Tree and database index

A binary search tree is a binary tree with a special property, the key in each node must be:

  • greater than all keys stored in the left sub-tree
  • smaller than all keys stored in the right sub-tree

 

Let’s see what it means visually

The idea

binary search tree

 

This tree has N=15 elements. Let’s say I’m looking for 208:

  • I start with the root whose key is 136. Since 136<208, I look at the right sub-tree of the node 136.
  • 398>208 so, I look at the left sub-tree of the node 398
  • 250>208 so, I look at the left sub-tree of the node 250
  • 200<208 so, I look at the right sub-tree of the node 200. But 200 doesn’t have a right subtree, the value doesn’t exist (because if it did exist it would be in the right subtree of 200)

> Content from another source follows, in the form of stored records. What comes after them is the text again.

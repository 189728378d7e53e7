//! Parser for JSON dependency specifications.
//!
//! The input is a JSON object mapping each package name to an array of the
//! names of its direct dependencies. Array elements may be strings or
//! integers of any size; integers are stored in their decimal string form so
//! that a dependency `1` refers to the package `"1"`.
//!
//! Parsing only checks the shape of the document. Whether every referenced
//! dependency is defined is checked later, during traversal.

use std::fs;
use std::io::Read;
use std::path::Path;

use serde_json::Value;

use super::types::AdjacencyMap;

/// Shape violations in a syntactically valid JSON document.
#[derive(Debug, thiserror::Error, PartialEq, Eq)]
pub enum SchemaError {
    /// The document is not a JSON object.
    #[error("expected a JSON object at the top level, found {found}")]
    TopLevelNotObject { found: &'static str },

    /// A package maps to something other than an array.
    #[error("dependencies of '{package}' must be an array, found {found}")]
    DependenciesNotArray {
        package: String,
        found: &'static str,
    },

    /// A dependency entry is neither a string nor an integer.
    #[error("dependency #{index} of '{package}' must be a string or integer, found {found}")]
    InvalidDependency {
        package: String,
        index: usize,
        found: &'static str,
    },
}

/// Errors that can occur while reading a dependency specification.
#[derive(Debug, thiserror::Error)]
pub enum ParseError {
    /// Failed to read the input.
    #[error("Failed to read input: {0}")]
    IoError(#[from] std::io::Error),

    /// The input is not well-formed JSON.
    #[error("Failed to parse JSON: {0}")]
    JsonError(#[from] serde_json::Error),

    /// The JSON is well-formed but does not describe a dependency map.
    #[error("Invalid dependency specification: {0}")]
    SchemaError(#[from] SchemaError),
}

/// Result type alias for parser operations.
pub type ParseResult<T> = Result<T, ParseError>;

/// Parses a dependency specification file.
///
/// # Example
///
/// ```ignore
/// use std::path::Path;
/// use deptree::parser::parse_file;
///
/// let graph = parse_file(Path::new("deps.json")).unwrap();
/// println!("{} packages", graph.len());
/// ```
pub fn parse_file(path: &Path) -> ParseResult<AdjacencyMap> {
    let content = fs::read(path)?;
    parse_slice(&content)
}

/// Parses a dependency specification from any reader.
///
/// The reader is consumed to completion before any validation happens.
pub fn parse_reader<R: Read>(mut reader: R) -> ParseResult<AdjacencyMap> {
    let mut content = Vec::new();
    reader.read_to_end(&mut content)?;
    parse_slice(&content)
}

/// Parses a dependency specification from raw bytes.
///
/// Bytes that are not valid UTF-8 are reported as [`ParseError::JsonError`].
pub fn parse_slice(content: &[u8]) -> ParseResult<AdjacencyMap> {
    let value: Value = serde_json::from_slice(content)?;
    Ok(parse_value(&value)?)
}

/// Parses a dependency specification from a string.
///
/// # Example
///
/// ```
/// use deptree::parser::parse_str;
///
/// let graph = parse_str(r#"{"pkg1": [1, "b"], "1": [], "b": []}"#).unwrap();
/// assert_eq!(graph.get("pkg1").unwrap(), &["1".to_string(), "b".to_string()]);
/// assert!(graph.contains("1"));
/// ```
pub fn parse_str(content: &str) -> ParseResult<AdjacencyMap> {
    parse_slice(content.as_bytes())
}

/// Converts an already decoded JSON value into an adjacency map.
pub fn parse_value(value: &Value) -> Result<AdjacencyMap, SchemaError> {
    let Value::Object(object) = value else {
        return Err(SchemaError::TopLevelNotObject {
            found: json_type(value),
        });
    };

    let mut graph = AdjacencyMap::with_capacity(object.len());
    for (package, deps) in object {
        let Value::Array(entries) = deps else {
            return Err(SchemaError::DependenciesNotArray {
                package: package.clone(),
                found: json_type(deps),
            });
        };

        let names = entries
            .iter()
            .enumerate()
            .map(|(index, entry)| dependency_name(package, index, entry))
            .collect::<Result<Vec<_>, _>>()?;

        graph.insert(package.as_str(), names);
    }

    Ok(graph)
}

fn dependency_name(package: &str, index: usize, entry: &Value) -> Result<String, SchemaError> {
    match entry {
        Value::String(name) => return Ok(name.clone()),
        Value::Number(n) => {
            // Requires `arbitrary_precision`, which keeps the literal's digits.
            let text = n.to_string();
            if is_integer_literal(&text) {
                return Ok(text);
            }
        }
        _ => {}
    }

    Err(SchemaError::InvalidDependency {
        package: package.to_string(),
        index,
        found: json_type(entry),
    })
}

/// Matches `-?[0-9]+`, the textual form of a JSON integer of any size.
fn is_integer_literal(text: &str) -> bool {
    let digits = text.strip_prefix('-').unwrap_or(text);
    !digits.is_empty() && digits.bytes().all(|b| b.is_ascii_digit())
}

fn json_type(value: &Value) -> &'static str {
    match value {
        Value::Null => "null",
        Value::Bool(_) => "a boolean",
        Value::Number(n) if !is_integer_literal(&n.to_string()) => "a floating-point number",
        Value::Number(_) => "a number",
        Value::String(_) => "a string",
        Value::Array(_) => "an array",
        Value::Object(_) => "an object",
    }
}
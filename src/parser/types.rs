//! Shared types for dependency parsing.
//!
//! This module defines the adjacency map that the parser produces and
//! the traversal engine consumes.

use indexmap::IndexMap;

/// Mapping from package name to the names of its direct dependencies.
///
/// Packages iterate in the order they first appeared in the input, which is
/// the order in which they are traversed as roots. Inserting an existing
/// package replaces its dependency list but keeps its original position.
///
/// # Example
///
/// ```
/// use deptree::parser::AdjacencyMap;
///
/// let mut graph = AdjacencyMap::new();
/// graph.insert("app", vec!["log".to_string()]);
/// graph.insert("log", Vec::new());
///
/// assert_eq!(graph.len(), 2);
/// assert!(graph.contains("log"));
/// assert_eq!(graph.packages().collect::<Vec<_>>(), vec!["app", "log"]);
/// ```
#[derive(Debug, Clone, Default, PartialEq, Eq)]
pub struct AdjacencyMap {
    packages: IndexMap<String, Vec<String>>,
}

impl AdjacencyMap {
    /// Creates an empty adjacency map.
    pub fn new() -> Self {
        Self::default()
    }

    /// Creates an empty map with room for `capacity` packages.
    pub fn with_capacity(capacity: usize) -> Self {
        Self {
            packages: IndexMap::with_capacity(capacity),
        }
    }

    /// Inserts a package and its dependency list.
    ///
    /// Returns the previous dependency list if the package was already present.
    pub fn insert(&mut self, name: impl Into<String>, deps: Vec<String>) -> Option<Vec<String>> {
        self.packages.insert(name.into(), deps)
    }

    /// Returns the dependency list of a package, if it is defined.
    pub fn get(&self, name: &str) -> Option<&[String]> {
        self.packages.get(name).map(Vec::as_slice)
    }

    /// Returns true if the package is defined as a key.
    pub fn contains(&self, name: &str) -> bool {
        self.packages.contains_key(name)
    }

    /// Number of defined packages.
    pub fn len(&self) -> usize {
        self.packages.len()
    }

    /// Returns true if no packages are defined.
    pub fn is_empty(&self) -> bool {
        self.packages.is_empty()
    }

    /// Package names in insertion order.
    pub fn packages(&self) -> impl Iterator<Item = &str> {
        self.packages.keys().map(String::as_str)
    }

    /// Packages with their dependency lists, in insertion order.
    pub fn iter(&self) -> impl Iterator<Item = (&str, &[String])> {
        self.packages
            .iter()
            .map(|(name, deps)| (name.as_str(), deps.as_slice()))
    }

    /// Total number of dependency edges across all packages.
    pub fn edge_count(&self) -> usize {
        self.packages.values().map(Vec::len).sum()
    }
}

impl<K: Into<String>> FromIterator<(K, Vec<String>)> for AdjacencyMap {
    fn from_iter<I: IntoIterator<Item = (K, Vec<String>)>>(iter: I) -> Self {
        let mut graph = AdjacencyMap::new();
        for (name, deps) in iter {
            graph.insert(name, deps);
        }
        graph
    }
}

#[cfg(test)]
mod tests {
    use super::*;

    fn deps(names: &[&str]) -> Vec<String> {
        names.iter().map(|s| s.to_string()).collect()
    }

    #[test]
    fn test_empty_map() {
        let graph = AdjacencyMap::new();
        assert!(graph.is_empty());
        assert_eq!(graph.len(), 0);
        assert_eq!(graph.edge_count(), 0);
        assert!(graph.get("anything").is_none());
    }

    #[test]
    fn test_insertion_order_preserved() {
        let graph: AdjacencyMap = vec![
            ("zeta", deps(&[])),
            ("alpha", deps(&["zeta"])),
            ("mid", deps(&[])),
        ]
        .into_iter()
        .collect();

        assert_eq!(
            graph.packages().collect::<Vec<_>>(),
            vec!["zeta", "alpha", "mid"]
        );
    }

    #[test]
    fn test_reinsert_keeps_position_and_replaces_deps() {
        let mut graph = AdjacencyMap::new();
        graph.insert("a", deps(&["x"]));
        graph.insert("b", deps(&[]));
        let previous = graph.insert("a", deps(&["y", "z"]));

        assert_eq!(previous, Some(deps(&["x"])));
        assert_eq!(graph.packages().collect::<Vec<_>>(), vec!["a", "b"]);
        assert_eq!(graph.get("a"), Some(&deps(&["y", "z"])[..]));
    }

    #[test]
    fn test_iter_and_edge_count() {
        let graph: AdjacencyMap = vec![("a", deps(&["b", "c"])), ("b", deps(&["c"]))]
            .into_iter()
            .collect();

        let collected: Vec<_> = graph.iter().map(|(n, d)| (n, d.len())).collect();
        assert_eq!(collected, vec![("a", 2), ("b", 1)]);
        assert_eq!(graph.edge_count(), 3);
    }
}
//! Parser module for deptree.
//!
//! Turns a JSON dependency specification into an [`AdjacencyMap`],
//! rejecting documents whose shape is not a map of package names to
//! dependency lists.
//!
//! # Example
//!
//! ```
//! use deptree::parser::{parse_str, ParseError, SchemaError};
//!
//! let graph = parse_str(r#"{"app": ["log"], "log": []}"#).unwrap();
//! assert_eq!(graph.len(), 2);
//!
//! let err = parse_str(r#"["app"]"#).unwrap_err();
//! assert!(matches!(err, ParseError::SchemaError(SchemaError::TopLevelNotObject { .. })));
//! ```

pub mod dependency_json;
pub mod types;

// Re-export commonly used types for convenience
pub use dependency_json::{
    parse_file, parse_reader, parse_slice, parse_str, parse_value, ParseError, ParseResult, SchemaError,
};

pub use types::AdjacencyMap;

Now let’s say I’m looking for 40

  • I start with the root whose key is 136. Since 136>40, I look at the left sub-tree of the node 136.
  • 80>40 so, I look at the left sub-tree of the node 80
  • 40= 40, the node exists. I extract the id of the row inside the node (it’s not in the figure) and look at the table for the given row id.
  • Knowing the row id let me know where the data is precisely on the table and therefore I can get it instantly.

In the end, both searches cost me the number of levels inside the tree. If you read carefully the part on the merge sort you should see that there are log(N) levels. So the cost of the search is log(N), not bad!

 

Back to our problem

But this stuff is very abstract so let’s go back to our problem. Instead of a stupid integer, imagine the string that represents the country of someone in the previous table. Suppose you have a tree that contains the column “country” of the table:

  • If you want to know who is working in the UK
  • you look at the tree to get the node that represents the UK
  • inside the “UK node” you’ll find the locations of the rows of the UK workers.

This search only costs you log(N) operations instead of N operations if you directly use the array. What you’ve just imagined was a database index.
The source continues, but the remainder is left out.